Every line below that carries the word "Copy" needs to be copied.

Stored data entries
┄┄┄┄┄┄┄┄┄┄┄┄┄┄┄┄┄┄┄┄

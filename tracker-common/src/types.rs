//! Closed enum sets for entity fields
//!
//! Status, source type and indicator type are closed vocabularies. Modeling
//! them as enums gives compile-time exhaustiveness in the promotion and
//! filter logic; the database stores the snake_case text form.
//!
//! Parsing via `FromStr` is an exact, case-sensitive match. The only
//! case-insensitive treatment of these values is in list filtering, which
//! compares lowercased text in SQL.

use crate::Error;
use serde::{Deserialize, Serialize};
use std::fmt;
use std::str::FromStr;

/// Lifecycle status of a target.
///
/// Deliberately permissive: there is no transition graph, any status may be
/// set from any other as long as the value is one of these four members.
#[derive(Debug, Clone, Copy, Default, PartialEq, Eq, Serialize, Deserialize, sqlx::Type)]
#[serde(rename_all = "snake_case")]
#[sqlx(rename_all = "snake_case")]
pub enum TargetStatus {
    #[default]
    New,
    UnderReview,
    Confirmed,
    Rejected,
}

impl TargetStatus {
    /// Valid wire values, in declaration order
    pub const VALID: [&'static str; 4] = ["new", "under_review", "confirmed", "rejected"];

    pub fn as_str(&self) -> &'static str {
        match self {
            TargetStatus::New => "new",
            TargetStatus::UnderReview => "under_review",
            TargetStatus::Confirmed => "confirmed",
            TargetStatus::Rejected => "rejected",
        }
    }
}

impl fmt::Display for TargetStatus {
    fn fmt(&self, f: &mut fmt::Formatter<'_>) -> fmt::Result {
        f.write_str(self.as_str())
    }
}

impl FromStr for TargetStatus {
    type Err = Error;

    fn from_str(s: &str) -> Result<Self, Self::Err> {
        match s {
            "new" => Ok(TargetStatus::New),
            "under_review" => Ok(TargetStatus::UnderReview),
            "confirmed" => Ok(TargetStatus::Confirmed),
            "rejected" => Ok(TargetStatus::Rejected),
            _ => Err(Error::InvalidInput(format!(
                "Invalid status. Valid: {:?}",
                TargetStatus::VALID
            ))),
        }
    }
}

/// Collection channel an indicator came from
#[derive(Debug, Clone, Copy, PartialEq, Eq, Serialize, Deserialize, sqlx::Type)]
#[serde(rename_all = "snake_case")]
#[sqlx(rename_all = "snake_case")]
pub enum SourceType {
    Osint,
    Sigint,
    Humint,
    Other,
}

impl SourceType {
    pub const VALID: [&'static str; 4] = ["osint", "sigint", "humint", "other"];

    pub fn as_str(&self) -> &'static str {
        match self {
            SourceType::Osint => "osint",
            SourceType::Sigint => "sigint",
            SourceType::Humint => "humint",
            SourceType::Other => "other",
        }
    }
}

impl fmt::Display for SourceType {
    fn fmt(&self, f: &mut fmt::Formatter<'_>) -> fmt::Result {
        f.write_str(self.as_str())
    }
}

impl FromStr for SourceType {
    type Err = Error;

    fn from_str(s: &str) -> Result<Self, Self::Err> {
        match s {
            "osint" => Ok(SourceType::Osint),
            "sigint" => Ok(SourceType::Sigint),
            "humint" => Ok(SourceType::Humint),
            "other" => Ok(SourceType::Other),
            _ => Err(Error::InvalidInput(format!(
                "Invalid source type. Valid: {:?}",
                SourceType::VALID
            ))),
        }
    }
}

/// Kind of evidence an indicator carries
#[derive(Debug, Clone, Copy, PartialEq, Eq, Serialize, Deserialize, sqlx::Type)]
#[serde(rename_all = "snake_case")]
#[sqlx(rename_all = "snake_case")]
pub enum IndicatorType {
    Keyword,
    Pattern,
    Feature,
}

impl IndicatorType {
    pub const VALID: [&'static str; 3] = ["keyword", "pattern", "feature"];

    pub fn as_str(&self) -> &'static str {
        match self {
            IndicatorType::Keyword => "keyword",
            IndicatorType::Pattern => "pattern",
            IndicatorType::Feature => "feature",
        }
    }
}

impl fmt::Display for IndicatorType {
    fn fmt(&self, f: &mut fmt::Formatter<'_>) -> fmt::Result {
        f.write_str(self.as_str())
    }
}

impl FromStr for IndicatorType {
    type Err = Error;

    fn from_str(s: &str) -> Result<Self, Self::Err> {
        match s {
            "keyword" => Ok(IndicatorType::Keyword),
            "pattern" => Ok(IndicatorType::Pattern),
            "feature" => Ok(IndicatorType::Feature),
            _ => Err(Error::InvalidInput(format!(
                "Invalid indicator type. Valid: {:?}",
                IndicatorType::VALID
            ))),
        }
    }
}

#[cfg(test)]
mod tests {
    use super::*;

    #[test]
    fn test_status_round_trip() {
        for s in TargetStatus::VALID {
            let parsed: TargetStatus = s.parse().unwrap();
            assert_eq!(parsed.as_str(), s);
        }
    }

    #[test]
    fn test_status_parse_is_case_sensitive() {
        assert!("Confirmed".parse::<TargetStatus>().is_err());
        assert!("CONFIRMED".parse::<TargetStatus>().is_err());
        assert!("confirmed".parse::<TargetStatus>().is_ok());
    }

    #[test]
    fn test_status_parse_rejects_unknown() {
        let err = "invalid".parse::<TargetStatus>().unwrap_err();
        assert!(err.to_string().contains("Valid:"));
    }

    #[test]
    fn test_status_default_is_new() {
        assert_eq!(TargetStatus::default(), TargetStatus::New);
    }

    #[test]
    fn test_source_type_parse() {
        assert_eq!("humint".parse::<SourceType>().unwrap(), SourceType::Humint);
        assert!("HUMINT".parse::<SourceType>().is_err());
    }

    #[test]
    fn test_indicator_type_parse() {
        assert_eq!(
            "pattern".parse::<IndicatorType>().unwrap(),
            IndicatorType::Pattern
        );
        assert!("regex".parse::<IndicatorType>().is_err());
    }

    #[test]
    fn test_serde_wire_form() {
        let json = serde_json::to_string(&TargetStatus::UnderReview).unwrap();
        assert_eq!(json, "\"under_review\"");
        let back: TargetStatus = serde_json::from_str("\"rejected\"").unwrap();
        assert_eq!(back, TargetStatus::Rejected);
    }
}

┄┄┄┄┄┄┄┄┄┄┄┄┄┄┄┄┄┄┄┄

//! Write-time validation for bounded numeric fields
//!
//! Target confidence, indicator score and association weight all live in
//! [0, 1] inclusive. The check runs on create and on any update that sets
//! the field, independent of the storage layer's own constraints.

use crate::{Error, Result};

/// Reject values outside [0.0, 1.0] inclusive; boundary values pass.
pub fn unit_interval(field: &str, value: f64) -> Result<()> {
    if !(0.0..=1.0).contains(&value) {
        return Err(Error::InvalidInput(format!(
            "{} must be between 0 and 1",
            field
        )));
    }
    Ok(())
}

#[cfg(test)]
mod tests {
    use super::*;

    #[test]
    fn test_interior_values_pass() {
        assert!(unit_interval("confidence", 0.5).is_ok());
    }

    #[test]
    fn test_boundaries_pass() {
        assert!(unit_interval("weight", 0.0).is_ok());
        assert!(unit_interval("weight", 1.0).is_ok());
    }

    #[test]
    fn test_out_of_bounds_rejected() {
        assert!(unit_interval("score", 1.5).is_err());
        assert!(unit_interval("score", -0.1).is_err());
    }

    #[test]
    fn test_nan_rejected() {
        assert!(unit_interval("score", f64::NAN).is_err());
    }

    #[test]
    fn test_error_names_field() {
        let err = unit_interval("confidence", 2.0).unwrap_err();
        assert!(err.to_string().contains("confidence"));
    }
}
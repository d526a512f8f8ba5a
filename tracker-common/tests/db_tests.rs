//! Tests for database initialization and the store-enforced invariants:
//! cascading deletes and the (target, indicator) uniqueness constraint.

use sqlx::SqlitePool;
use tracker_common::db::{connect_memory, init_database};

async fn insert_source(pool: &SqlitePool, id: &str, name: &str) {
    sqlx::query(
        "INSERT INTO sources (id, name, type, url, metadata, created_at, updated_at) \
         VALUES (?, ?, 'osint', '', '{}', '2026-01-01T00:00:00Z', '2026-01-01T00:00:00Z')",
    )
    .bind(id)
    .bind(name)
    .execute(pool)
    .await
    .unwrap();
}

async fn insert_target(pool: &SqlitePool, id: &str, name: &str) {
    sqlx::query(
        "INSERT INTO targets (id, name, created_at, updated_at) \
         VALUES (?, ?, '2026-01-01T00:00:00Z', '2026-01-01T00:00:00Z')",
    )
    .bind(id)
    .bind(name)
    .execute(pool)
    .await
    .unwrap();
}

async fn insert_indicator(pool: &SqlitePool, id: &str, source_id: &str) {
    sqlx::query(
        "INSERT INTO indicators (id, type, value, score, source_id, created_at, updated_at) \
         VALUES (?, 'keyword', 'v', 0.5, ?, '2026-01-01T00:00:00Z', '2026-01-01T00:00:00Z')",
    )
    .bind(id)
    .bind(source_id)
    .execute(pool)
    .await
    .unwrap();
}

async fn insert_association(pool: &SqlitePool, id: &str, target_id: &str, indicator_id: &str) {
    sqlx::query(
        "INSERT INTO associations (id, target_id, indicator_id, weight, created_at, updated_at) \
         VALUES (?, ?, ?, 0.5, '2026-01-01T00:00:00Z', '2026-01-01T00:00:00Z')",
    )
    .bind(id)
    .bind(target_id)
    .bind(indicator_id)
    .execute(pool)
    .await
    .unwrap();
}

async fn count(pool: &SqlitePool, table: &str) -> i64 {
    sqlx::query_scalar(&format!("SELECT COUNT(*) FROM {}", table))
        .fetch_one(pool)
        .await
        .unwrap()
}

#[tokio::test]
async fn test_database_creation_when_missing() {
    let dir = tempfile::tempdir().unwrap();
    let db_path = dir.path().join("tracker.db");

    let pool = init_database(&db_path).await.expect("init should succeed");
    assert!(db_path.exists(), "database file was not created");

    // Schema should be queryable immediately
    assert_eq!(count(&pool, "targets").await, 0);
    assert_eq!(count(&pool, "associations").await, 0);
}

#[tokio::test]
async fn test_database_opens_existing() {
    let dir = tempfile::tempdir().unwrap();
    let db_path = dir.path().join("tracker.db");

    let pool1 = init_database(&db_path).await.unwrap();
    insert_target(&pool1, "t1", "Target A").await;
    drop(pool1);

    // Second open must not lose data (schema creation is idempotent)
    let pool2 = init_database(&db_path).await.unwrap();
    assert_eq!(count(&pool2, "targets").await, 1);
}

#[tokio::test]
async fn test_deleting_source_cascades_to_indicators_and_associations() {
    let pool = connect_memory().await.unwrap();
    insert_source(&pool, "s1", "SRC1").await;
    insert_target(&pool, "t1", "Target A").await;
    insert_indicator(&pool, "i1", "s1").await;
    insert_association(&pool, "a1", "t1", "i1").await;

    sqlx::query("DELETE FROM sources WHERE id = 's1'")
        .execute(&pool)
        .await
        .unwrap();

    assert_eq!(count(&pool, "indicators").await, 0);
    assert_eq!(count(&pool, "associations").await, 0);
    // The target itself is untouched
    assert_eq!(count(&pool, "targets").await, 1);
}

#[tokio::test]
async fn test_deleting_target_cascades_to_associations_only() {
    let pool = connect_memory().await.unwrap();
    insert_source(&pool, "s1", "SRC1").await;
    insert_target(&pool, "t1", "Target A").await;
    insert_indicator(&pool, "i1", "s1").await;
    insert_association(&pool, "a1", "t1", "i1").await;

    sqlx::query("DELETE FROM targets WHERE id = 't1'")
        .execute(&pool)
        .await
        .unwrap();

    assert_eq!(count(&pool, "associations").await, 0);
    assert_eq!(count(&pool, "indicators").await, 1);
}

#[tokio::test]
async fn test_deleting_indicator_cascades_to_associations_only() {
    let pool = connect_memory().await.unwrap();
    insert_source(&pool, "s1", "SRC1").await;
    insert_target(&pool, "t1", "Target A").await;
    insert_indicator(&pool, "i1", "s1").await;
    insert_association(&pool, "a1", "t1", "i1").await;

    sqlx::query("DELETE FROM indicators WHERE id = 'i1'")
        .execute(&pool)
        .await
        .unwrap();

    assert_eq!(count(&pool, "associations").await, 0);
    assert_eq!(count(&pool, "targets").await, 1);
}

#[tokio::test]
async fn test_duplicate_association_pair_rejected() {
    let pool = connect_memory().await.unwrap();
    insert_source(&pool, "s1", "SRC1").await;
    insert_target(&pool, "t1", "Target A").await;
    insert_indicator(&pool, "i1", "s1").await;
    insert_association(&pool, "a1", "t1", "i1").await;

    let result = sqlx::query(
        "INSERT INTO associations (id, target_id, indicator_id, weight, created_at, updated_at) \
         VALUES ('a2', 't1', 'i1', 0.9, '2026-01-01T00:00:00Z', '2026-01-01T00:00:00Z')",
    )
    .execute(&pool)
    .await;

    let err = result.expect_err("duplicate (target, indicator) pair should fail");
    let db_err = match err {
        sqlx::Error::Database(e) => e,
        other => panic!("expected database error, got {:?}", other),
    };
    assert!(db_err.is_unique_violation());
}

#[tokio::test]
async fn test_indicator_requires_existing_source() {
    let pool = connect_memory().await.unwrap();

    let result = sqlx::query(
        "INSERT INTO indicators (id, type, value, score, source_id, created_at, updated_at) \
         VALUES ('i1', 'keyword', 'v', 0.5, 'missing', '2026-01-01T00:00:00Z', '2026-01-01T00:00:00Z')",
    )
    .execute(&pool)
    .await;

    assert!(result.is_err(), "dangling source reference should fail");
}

┄┄┄┄┄┄┄┄┄┄┄┄┄┄┄┄┄┄┄┄

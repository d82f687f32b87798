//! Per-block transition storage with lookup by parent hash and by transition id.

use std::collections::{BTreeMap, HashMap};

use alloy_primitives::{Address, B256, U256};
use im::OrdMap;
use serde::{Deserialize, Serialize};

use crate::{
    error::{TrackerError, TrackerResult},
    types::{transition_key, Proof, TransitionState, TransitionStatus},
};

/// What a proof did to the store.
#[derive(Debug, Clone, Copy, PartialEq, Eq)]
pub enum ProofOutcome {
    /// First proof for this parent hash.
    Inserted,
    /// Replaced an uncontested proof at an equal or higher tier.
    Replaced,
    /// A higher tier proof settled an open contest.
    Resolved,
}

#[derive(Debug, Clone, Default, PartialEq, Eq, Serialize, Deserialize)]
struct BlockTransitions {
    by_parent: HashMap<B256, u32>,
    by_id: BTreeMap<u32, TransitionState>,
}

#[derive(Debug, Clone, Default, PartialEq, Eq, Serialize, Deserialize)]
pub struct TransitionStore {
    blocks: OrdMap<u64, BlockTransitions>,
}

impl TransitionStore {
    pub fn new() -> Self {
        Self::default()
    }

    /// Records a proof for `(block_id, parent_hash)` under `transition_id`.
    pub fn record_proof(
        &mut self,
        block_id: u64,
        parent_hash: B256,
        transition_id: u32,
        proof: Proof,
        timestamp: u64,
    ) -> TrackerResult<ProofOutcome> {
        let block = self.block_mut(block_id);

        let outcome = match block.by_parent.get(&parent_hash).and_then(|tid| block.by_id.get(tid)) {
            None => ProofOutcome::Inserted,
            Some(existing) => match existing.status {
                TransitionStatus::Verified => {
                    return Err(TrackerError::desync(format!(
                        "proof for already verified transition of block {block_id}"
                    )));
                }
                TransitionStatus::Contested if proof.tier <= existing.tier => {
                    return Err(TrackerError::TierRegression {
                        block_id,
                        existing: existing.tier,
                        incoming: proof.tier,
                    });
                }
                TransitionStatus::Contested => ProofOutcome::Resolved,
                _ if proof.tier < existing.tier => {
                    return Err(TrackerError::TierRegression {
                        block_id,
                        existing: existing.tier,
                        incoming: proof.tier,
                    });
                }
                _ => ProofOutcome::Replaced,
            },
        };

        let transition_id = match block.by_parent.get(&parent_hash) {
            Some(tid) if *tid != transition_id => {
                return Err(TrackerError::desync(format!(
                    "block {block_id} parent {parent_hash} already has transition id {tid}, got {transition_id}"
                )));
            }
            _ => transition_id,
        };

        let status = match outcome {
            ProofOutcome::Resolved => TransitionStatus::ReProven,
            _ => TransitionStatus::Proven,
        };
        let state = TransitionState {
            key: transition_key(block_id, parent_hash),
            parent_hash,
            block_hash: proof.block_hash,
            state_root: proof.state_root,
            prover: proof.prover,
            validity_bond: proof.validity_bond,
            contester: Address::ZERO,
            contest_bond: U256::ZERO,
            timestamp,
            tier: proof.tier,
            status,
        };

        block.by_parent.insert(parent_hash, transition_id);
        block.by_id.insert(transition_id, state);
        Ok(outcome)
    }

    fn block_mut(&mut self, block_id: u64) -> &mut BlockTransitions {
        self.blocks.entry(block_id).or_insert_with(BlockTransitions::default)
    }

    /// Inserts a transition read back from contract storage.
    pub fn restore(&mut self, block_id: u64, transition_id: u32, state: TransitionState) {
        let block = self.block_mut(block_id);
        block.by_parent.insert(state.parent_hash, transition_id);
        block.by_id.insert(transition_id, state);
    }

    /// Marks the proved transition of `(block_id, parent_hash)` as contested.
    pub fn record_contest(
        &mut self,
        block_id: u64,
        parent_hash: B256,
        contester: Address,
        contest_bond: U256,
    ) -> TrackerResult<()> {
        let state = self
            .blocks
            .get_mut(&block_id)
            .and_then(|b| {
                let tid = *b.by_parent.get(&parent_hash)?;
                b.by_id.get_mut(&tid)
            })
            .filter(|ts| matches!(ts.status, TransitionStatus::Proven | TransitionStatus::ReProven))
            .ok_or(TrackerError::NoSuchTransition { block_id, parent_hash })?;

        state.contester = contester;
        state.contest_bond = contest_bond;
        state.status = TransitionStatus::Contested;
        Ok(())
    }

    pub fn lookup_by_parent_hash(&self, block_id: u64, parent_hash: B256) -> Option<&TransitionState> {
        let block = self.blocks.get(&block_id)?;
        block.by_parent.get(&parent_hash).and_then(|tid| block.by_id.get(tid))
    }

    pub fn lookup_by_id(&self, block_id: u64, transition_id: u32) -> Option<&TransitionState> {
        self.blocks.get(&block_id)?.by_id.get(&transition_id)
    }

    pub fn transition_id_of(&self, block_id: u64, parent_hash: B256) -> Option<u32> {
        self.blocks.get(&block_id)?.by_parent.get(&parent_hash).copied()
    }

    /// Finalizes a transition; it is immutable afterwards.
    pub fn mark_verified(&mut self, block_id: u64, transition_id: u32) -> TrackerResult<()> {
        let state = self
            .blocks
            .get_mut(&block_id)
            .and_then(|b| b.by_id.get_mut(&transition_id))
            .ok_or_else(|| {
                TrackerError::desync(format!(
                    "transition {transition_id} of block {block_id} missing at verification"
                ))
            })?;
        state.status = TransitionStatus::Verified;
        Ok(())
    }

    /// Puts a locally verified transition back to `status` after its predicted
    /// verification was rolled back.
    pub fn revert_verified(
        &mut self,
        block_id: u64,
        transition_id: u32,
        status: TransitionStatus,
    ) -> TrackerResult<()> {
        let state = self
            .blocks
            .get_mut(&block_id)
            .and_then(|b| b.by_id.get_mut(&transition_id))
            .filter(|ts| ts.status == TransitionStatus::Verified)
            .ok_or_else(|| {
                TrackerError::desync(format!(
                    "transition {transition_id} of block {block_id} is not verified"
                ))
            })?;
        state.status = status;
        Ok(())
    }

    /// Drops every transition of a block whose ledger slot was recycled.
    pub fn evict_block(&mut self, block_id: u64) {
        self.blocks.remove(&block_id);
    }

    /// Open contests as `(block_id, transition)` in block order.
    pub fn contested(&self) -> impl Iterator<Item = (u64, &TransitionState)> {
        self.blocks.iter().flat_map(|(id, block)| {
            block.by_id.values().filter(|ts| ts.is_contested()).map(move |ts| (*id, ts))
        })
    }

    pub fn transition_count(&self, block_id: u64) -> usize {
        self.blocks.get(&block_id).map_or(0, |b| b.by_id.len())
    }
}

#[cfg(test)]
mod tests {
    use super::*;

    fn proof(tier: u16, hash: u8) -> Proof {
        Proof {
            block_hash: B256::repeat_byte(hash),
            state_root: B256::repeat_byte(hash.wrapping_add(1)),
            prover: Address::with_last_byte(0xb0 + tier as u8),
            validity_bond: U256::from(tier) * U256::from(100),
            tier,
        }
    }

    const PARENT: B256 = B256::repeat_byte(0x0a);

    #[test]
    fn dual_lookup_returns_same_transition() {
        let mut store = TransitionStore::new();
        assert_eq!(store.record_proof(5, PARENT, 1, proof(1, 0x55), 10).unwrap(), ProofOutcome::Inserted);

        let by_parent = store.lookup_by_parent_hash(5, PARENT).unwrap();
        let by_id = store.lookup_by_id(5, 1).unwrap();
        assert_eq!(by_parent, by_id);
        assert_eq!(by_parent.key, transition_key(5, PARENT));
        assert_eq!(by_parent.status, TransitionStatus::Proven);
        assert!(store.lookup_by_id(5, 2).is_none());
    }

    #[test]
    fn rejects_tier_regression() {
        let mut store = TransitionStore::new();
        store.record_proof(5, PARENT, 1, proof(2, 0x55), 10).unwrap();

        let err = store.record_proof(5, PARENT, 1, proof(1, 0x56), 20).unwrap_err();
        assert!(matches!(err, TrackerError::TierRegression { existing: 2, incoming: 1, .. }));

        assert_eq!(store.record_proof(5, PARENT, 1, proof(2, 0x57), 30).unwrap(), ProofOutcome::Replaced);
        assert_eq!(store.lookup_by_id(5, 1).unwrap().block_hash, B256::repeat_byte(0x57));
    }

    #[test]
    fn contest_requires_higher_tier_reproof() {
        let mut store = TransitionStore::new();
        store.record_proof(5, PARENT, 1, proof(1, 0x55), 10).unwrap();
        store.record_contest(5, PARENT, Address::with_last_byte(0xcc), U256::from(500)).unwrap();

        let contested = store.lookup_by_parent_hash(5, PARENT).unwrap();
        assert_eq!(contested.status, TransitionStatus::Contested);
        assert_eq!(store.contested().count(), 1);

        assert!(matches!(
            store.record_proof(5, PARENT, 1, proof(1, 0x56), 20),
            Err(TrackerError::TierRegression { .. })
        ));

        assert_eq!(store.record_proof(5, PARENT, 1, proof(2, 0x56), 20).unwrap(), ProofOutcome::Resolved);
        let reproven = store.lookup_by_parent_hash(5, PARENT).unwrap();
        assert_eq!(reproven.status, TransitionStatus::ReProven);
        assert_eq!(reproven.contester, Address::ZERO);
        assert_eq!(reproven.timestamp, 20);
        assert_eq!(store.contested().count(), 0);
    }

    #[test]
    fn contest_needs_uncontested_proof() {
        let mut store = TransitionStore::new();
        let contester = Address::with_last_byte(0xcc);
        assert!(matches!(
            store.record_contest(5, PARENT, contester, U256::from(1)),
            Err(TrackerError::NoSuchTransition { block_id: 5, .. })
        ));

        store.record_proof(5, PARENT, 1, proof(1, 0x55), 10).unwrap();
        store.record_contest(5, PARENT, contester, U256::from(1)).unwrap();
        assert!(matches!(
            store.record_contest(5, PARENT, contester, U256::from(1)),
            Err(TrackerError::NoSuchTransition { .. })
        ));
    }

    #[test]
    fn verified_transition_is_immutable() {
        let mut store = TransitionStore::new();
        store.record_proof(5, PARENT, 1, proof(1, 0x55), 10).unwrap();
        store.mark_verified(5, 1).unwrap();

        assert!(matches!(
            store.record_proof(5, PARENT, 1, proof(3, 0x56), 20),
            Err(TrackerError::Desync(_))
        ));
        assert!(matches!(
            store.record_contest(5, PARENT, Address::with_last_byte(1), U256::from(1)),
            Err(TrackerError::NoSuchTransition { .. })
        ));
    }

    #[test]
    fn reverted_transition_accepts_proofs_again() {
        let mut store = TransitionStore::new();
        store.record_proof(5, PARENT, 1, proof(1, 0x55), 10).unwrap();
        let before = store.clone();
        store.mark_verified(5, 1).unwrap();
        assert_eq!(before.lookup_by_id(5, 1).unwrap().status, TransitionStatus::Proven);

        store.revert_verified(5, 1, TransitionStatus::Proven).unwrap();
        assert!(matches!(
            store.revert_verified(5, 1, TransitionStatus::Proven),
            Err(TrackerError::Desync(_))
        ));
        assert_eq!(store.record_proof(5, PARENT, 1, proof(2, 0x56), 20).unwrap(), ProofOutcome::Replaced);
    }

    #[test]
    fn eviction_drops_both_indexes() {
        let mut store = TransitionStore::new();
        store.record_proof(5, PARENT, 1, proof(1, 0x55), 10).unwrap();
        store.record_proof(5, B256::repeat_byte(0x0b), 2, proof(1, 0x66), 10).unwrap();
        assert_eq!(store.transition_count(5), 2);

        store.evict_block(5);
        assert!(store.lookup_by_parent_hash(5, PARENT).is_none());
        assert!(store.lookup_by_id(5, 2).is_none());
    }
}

┄┄┄┄┄┄┄┄┄┄┄┄┄┄┄┄┄┄┄┄

■ Your solution ■
#[derive(Debug, Clone, Copy, Default, PartialEq, Eq, Serialize, Deserialize, sqlx::Type)]
#[derive(Debug, Clone, Copy, PartialEq, Eq, Serialize, Deserialize, sqlx::Type)]
#[derive(Debug, Clone, Copy, PartialEq, Eq, Serialize, Deserialize, sqlx::Type)]
#[derive(Debug, Clone, Copy, PartialEq, Eq)]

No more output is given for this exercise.